Maci defines awakened intimacy as a willingness to expand your idea of sex to include aspects you haven’t tried before – pleasure, joy and even a little bit of suffering. We’re used to the assumption that sex is pleasurable, and it becomes easy to have that assumption. So when people have confusing and triggering experiences, as Maci says, it gives a window of an opportunity to learn from what happened to heal and grow. This is what awakened intimacy is – a transformational path.
Awakened intimacy for everyone
Awakened intimacy is not just for couples who want to overcome challenges in their relationship, but it’s also for people who want to love themselves better. Maci states awakened intimacy is useful because you want to be more compassionate, loving and wise. And sex is an integral part of it.
Sex & intimacy are a part of your healing process
You don’t have to put off resolving issues of your sex-life on hold while resolving issues of other parts of life. Maci says all of these are interlinked and sex is an integral part of it. You bring yourself into every experience in your life, and sex is an experience through which you connect the most with your partner. So, if you don’t include sex, no matter how much resolve and connect with your partner, it won’t transfer into your sex life and intimacy.
How does awakened intimacy differ from mindful sex?
Maci defines mindfulness as a tool to be used in the process of awakening. She defines it as a practice to modify your sexual process by including a “quality of attention that is present, curious and exploratory”. She also points out that other than opening you up to an awakening journey, mindfulness also improves your sexual functioning and genital health. Mindfulness also brings out the pleasure of passionate and attentive sex in couples who’ve been together for a long time. She suggests couples connect with their conscience to explore and discover new things while they’re making love. We’re wired to repeat patterns in life and in the bedroom which go unnoticed. With mindfulness, we can recognize these patterns in the bedroom and make changes to break the pattern. Maci calls it “updating your sexual operating system”.
Practices for couples facing a challenge in the bedroom
For couples who reach an impasse in the bedroom, should research their experiences during sex to examine and repair the wounds. Maci shares a three-step process she does with couples where they stop and share their experience instead of getting stuck in a repeat loop of avoidance. It allows couples to pause when they identify a trigger signal and research into the experience to recognize patterns and habits. ”The only place to heal a past wound is in the present, we can only heal wounds that are visible”, says Maci. While it’s difficult to describe these patterns to your partner, when met with support, you can move onto the next step of adjustment.
The next step is to make an adjustment by sharing your experience with your partner and together figuring out a solution to make changes.
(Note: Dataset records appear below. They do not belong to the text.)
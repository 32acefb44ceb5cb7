//! Save generator states separated by a fixed number of draws.
//!
//! Typical usage:
//!
//! ```bash
//! # 16 taus states, 20G draws apart, into taus_rng_16_states_with_stride_20000000000.dat
//! save-states -i 20000000000 -s 16
//!
//! # List the supported generator algorithms
//! save-states -t
//! ```

use std::fs::File;
use std::io::BufWriter;
use std::process::ExitCode;

use clap::Parser;
use tracing::info;

use montepi::checkpoint::CheckpointWriter;
use montepi::cli::{parse_args, report_failure, setup_logging, EXIT_CODES_HELP};
use montepi::generator::{generate_checkpoints, GeneratorConfig};
use montepi::rng::{algorithm_names, Algorithm};
use montepi::{MontePiError, Result};

/// Write a sequence of generator checkpoints spaced `interval` draws apart
#[derive(Parser)]
#[command(name = "save-states")]
#[command(version, about, long_about = None, after_help = EXIT_CODES_HELP)]
struct Args {
    /// Draws between consecutive saved states
    #[arg(short, long, env = "MONTEPI_INTERVAL", required_unless_present = "list_types",
          value_parser = clap::value_parser!(u64).range(1..))]
    interval: Option<u64>,

    /// Number of states to save
    #[arg(short, long, env = "MONTEPI_STATES", required_unless_present = "list_types",
          value_parser = clap::value_parser!(u64).range(1..))]
    states: Option<u64>,

    /// Output file (default: <algorithm>_rng_<states>_states_with_stride_<interval>.dat)
    #[arg(short = 'f', long, env = "MONTEPI_OUTPUT")]
    output: Option<String>,

    /// Generator algorithm (see --list-types)
    #[arg(short, long, env = "MONTEPI_ALGORITHM", default_value = "taus")]
    algorithm: Algorithm,

    /// Seed for the generator
    #[arg(long, env = "MONTEPI_SEED", default_value_t = 0)]
    seed: u64,

    /// Print the supported generator algorithms and exit
    #[arg(short = 't', long)]
    list_types: bool,

    /// Enable verbose output
    #[arg(short, long)]
    verbose: bool,

    /// Suppress all output except errors
    #[arg(short, long)]
    quiet: bool,
}

fn run(args: &Args) -> Result<()> {
    let (Some(interval), Some(count)) = (args.interval, args.states) else {
        return Err(MontePiError::Configuration(
            "both --interval and --states are required".into(),
        ));
    };
    let config = GeneratorConfig {
        algorithm: args.algorithm,
        seed: args.seed,
        interval,
        count,
    };
    config.validate()?;

    let path = args
        .output
        .clone()
        .unwrap_or_else(|| config.default_file_name());
    let file = File::create(&path).map_err(|e| MontePiError::output(path.clone(), e))?;
    let mut writer = CheckpointWriter::new(BufWriter::new(file), path.clone());

    info!(
        "state_size={} algorithm={}",
        config.algorithm.state_size(),
        config.algorithm
    );
    let summary = generate_checkpoints(&config, &mut writer)?;
    info!(
        "Saved {} {} states ({} draws) to {}",
        summary.records, summary.algorithm, summary.draws, path
    );
    Ok(())
}

fn main() -> ExitCode {
    let args: Args = match parse_args() {
        Ok(args) => args,
        Err(code) => return code,
    };

    if args.list_types {
        for name in algorithm_names() {
            println!("{name}");
        }
        return ExitCode::SUCCESS;
    }

    setup_logging(args.verbose, args.quiet);

    match run(&args) {
        Ok(()) => ExitCode::SUCCESS,
        Err(e) => report_failure(&e),
    }
}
Maci also suggests rapid-fire interrogation attached with receptive curiosity and mindfully check in to make adjustments for a better outcome. Going a bit further Maci also suggests “co-designing” that went wrong in the past, with the added adjustments and mindfulness.
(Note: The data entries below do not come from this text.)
//! Tracks: logical identity, raw trajectories, and stabilized model tracks.

use crate::timestamp::TimeStamp;
use nalgebra::Point2;
use serde::{Deserialize, Serialize};
use std::collections::BTreeMap;
use std::fmt;

/// Track source value reserved for ground-truth annotations.
pub const GROUND_TRUTH_SOURCE: i32 = -1;

// ============================================================================
// IDENTITY
// ============================================================================

/// Stable logical track identity as known to the producing source.
#[derive(Debug, Clone, Copy, PartialEq, Eq, Hash, PartialOrd, Ord, Serialize, Deserialize)]
pub struct TrackId {
    pub source: i32,
    pub serial: i64,
}

impl TrackId {
    pub fn new(source: i32, serial: i64) -> Self {
        Self { source, serial }
    }

    pub fn is_ground_truth(&self) -> bool {
        self.source == GROUND_TRUTH_SOURCE
    }
}

impl fmt::Display for TrackId {
    fn fmt(&self, f: &mut fmt::Formatter<'_>) -> fmt::Result {
        write!(f, "T {}:{}", self.source, self.serial)
    }
}

/// Engine-internal track id, assigned on the first accepted state.
#[derive(Debug, Clone, Copy, PartialEq, Eq, Hash, PartialOrd, Ord, Serialize, Deserialize)]
pub struct TrackModelId(pub u64);

impl fmt::Display for TrackModelId {
    fn fmt(&self, f: &mut fmt::Formatter<'_>) -> fmt::Result {
        write!(f, "#{}", self.0)
    }
}

// ============================================================================
// STATES
// ============================================================================

/// One positional sample of a track.
///
/// Producers deliver these in image coordinates; the model track stores
/// them after the frame homography has been applied.
#[derive(Debug, Clone, PartialEq, Serialize, Deserialize)]
pub struct TrackState {
    pub time: TimeStamp,
    pub point: Point2<f64>,
    /// Object outline; may be empty
    pub object: Vec<Point2<f64>>,
}

impl TrackState {
    pub fn new(time: TimeStamp, x: f64, y: f64) -> Self {
        Self {
            time,
            point: Point2::new(x, y),
            object: Vec::new(),
        }
    }

    pub fn with_object(mut self, object: Vec<Point2<f64>>) -> Self {
        self.object = object;
        self
    }
}

/// Track object classification (probability per coarse class).
#[derive(Debug, Clone, Copy, PartialEq, Default, Serialize, Deserialize)]
pub struct TrackClassification {
    pub person: f64,
    pub vehicle: f64,
    pub other: f64,
}

// ============================================================================
// RAW TRAJECTORY
// ============================================================================

/// Unstabilized history of a logical track, kept for query formulation.
///
/// Every state a producer sends lands here, whether or not it could be
/// placed in stabilized space.
#[derive(Debug, Clone, PartialEq, Serialize, Deserialize)]
pub struct RawTrack {
    pub id: TrackId,
    pub trajectory: BTreeMap<TimeStamp, TrackState>,
    pub classification: Option<TrackClassification>,
}

impl RawTrack {
    pub fn new(id: TrackId) -> Self {
        Self {
            id,
            trajectory: BTreeMap::new(),
            classification: None,
        }
    }

    pub fn first_time(&self) -> Option<TimeStamp> {
        self.trajectory.keys().next().copied()
    }

    pub fn last_time(&self) -> Option<TimeStamp> {
        self.trajectory.keys().next_back().copied()
    }

    /// True if the trajectory overlaps the open interval `(start, end)`.
    pub fn overlaps(&self, start: TimeStamp, end: TimeStamp) -> bool {
        match (self.first_time(), self.last_time()) {
            (Some(first), Some(last)) => first < end && start < last,
            _ => false,
        }
    }
}

// ============================================================================
// MODEL TRACK
// ============================================================================

/// A displayable track in stabilized coordinates.
#[derive(Debug, Clone, PartialEq, Serialize, Deserialize)]
pub struct Track {
    pub id: TrackModelId,
    pub logical_id: TrackId,
    pub name: String,
    pub states: BTreeMap<TimeStamp, TrackState>,
    pub classification: Option<TrackClassification>,
    pub note: Option<String>,
    pub closed: bool,
    /// Named scalar series attached by track sources
    pub scalars: BTreeMap<String, BTreeMap<TimeStamp, f64>>,
}

impl Track {
    pub fn new(id: TrackModelId, logical_id: TrackId) -> Self {
        Self {
            id,
            logical_id,
            name: logical_id.to_string(),
            states: BTreeMap::new(),
            classification: None,
            note: None,
            closed: false,
            scalars: BTreeMap::new(),
        }
    }

    pub fn start_time(&self) -> Option<TimeStamp> {
        self.states.keys().next().copied()
    }

    pub fn end_time(&self) -> Option<TimeStamp> {
        self.states.keys().next_back().copied()
    }

    pub fn set_state(&mut self, state: TrackState) {
        self.states.insert(state.time, state);
    }

    pub fn state_at(&self, ts: TimeStamp) -> Option<&TrackState> {
        self.states.get(&ts)
    }

    /// Latest state strictly before `ts`.
    pub fn prior_state(&self, ts: TimeStamp) -> Option<&TrackState> {
        self.states.range(..ts).next_back().map(|(_, s)| s)
    }
}

#[cfg(test)]
mod tests {
    use super::*;

    fn ts(us: i64) -> TimeStamp {
        TimeStamp::from_micros(us)
    }

    #[test]
    fn test_ground_truth_id() {
        assert!(TrackId::new(GROUND_TRUTH_SOURCE, 3).is_ground_truth());
        assert!(!TrackId::new(1, 3).is_ground_truth());
        assert_eq!(TrackId::new(1, 7).to_string(), "T 1:7");
    }

    #[test]
    fn test_raw_track_overlap_is_open_interval() {
        let mut raw = RawTrack::new(TrackId::new(1, 1));
        assert!(!raw.overlaps(ts(0), ts(100)));
        raw.trajectory.insert(ts(10), TrackState::new(ts(10), 0.0, 0.0));
        raw.trajectory.insert(ts(20), TrackState::new(ts(20), 1.0, 0.0));
        assert!(raw.overlaps(ts(15), ts(100)));
        assert!(!raw.overlaps(ts(20), ts(100)));
        assert!(!raw.overlaps(ts(0), ts(10)));
    }

    #[test]
    fn test_prior_state() {
        let mut track = Track::new(TrackModelId(0), TrackId::new(1, 1));
        track.set_state(TrackState::new(ts(10), 0.0, 0.0));
        track.set_state(TrackState::new(ts(30), 3.0, 0.0));
        assert_eq!(track.prior_state(ts(30)).unwrap().time, ts(10));
        assert!(track.prior_state(ts(10)).is_none());
        assert_eq!(track.start_time(), Some(ts(10)));
        assert_eq!(track.end_time(), Some(ts(30)));
    }
}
Advice for people unaware of their own experiences
Often people are not in tune with their experiences and power through their sex-life without checking in. For those couples, Maci shares an exercise where couples set a timer to pause and evaluate what’s happening in their experiences – their emotions, sensations and even thoughts. This allows a person to share what’s happening with their experience without directing the blame onto their partner. It allows a couple to really dwell on the moment and explore.
How to invite the unchallenged partner into the process?
In this process, it’s quick to shift all the attention into resolving the issues surrounding the person with the triggered experience. In that case, the other partner without a challenging experience could feel unheard. It’s important to note their experience in reaction to their partner’s experience. The unchallenged partner should also identify and share their needs and limits. It once again comes back to couples studying and adjusting by sharing their experiences. When couples recognize each other’s needs and emotions and start working towards them, that’s when they have a satisfying sex-life.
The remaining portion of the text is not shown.